____ DATASET CONTENT
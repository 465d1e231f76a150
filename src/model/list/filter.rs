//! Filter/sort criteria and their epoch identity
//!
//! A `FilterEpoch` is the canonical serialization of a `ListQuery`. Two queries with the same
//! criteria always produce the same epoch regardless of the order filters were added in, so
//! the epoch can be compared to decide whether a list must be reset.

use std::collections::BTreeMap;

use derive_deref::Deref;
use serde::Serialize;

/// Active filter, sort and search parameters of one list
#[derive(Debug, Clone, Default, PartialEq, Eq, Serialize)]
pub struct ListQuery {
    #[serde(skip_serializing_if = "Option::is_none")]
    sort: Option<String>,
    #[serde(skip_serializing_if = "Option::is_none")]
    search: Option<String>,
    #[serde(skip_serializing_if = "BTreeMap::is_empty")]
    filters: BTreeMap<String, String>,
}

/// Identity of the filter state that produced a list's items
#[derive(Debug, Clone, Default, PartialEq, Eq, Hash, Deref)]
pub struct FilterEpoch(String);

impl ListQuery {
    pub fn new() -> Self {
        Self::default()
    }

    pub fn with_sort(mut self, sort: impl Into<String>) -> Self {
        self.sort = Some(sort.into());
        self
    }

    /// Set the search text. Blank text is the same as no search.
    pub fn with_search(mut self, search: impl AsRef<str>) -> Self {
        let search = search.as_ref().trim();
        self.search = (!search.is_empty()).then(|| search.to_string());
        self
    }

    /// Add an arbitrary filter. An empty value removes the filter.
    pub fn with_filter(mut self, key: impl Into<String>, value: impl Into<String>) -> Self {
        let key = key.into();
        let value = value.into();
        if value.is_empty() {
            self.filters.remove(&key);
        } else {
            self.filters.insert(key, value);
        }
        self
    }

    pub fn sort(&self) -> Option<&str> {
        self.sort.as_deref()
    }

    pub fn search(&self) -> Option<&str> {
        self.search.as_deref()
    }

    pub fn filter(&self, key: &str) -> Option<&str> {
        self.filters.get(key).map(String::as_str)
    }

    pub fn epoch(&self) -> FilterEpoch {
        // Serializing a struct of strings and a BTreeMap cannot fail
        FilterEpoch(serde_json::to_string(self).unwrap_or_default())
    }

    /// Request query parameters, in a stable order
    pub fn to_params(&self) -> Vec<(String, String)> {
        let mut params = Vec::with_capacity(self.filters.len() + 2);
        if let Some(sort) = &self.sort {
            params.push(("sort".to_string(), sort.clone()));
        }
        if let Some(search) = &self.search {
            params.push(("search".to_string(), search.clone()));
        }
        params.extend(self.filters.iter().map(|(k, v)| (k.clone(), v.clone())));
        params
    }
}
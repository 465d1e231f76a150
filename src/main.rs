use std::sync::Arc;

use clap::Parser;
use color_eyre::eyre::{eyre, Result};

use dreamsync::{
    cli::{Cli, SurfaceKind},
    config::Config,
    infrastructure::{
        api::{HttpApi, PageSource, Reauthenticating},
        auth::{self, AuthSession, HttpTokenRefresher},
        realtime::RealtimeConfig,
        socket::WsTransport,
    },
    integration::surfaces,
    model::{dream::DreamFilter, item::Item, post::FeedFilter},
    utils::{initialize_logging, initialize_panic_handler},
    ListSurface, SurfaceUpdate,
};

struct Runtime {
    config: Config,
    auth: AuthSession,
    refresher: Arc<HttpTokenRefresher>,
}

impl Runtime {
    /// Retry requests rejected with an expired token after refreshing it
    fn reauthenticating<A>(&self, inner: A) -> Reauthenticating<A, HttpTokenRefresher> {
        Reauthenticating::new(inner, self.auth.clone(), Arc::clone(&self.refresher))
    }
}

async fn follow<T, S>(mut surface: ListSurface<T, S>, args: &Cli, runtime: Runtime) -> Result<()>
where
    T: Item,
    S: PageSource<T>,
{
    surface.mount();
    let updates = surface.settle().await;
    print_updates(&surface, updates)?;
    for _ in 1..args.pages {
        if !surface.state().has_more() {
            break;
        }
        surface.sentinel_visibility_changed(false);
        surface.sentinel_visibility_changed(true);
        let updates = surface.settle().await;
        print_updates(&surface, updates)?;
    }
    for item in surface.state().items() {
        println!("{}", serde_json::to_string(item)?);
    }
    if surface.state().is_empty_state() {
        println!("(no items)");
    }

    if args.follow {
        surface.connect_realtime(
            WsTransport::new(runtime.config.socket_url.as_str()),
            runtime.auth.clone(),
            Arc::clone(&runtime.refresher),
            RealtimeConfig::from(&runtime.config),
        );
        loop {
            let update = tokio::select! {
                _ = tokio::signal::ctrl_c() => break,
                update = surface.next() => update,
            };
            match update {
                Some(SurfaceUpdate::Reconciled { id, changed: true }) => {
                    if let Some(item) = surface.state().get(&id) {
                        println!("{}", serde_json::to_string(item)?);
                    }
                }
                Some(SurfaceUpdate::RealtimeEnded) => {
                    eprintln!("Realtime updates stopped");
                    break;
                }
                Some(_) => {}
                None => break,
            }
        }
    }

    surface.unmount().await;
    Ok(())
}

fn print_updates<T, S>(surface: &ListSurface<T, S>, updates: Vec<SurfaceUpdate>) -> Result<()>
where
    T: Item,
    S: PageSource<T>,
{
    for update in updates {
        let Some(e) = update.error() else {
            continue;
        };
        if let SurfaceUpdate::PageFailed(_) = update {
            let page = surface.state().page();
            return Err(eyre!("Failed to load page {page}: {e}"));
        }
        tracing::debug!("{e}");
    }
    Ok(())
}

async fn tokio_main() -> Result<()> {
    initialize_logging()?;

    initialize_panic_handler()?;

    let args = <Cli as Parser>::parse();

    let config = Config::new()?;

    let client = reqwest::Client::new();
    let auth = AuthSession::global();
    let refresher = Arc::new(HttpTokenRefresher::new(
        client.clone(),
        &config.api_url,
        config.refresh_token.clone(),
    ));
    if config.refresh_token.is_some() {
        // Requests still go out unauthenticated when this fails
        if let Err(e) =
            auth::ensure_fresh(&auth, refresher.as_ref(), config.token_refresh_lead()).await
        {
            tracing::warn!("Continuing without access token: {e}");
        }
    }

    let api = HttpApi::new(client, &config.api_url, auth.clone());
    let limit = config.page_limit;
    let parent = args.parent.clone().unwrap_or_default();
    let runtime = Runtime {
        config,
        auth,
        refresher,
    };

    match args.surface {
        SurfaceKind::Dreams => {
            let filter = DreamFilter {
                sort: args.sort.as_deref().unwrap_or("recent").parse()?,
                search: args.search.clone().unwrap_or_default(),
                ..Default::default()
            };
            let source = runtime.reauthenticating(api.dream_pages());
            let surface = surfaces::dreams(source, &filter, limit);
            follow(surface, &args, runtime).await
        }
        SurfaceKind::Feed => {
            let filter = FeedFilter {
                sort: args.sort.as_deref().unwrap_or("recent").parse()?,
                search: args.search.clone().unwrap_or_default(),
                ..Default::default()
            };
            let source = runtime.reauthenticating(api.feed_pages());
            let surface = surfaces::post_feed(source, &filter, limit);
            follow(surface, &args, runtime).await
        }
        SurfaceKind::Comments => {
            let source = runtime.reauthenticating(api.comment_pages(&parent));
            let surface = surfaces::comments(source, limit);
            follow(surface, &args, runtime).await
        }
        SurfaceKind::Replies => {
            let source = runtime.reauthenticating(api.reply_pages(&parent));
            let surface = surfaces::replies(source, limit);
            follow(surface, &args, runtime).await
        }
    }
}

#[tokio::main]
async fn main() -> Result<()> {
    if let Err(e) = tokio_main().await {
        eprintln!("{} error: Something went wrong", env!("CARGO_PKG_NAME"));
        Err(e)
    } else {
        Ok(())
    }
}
________
TASK TO CARRY OUT. In the records, locate each line holding the string "state" and copy it.

RESPONSE BOX.
/// Identity of the filter state that produced a list's items
        if !surface.state().has_more() {
    for item in surface.state().items() {
    if surface.state().is_empty_state() {
                    if let Some(item) = surface.state().get(&id) {
            let page = surface.state().page();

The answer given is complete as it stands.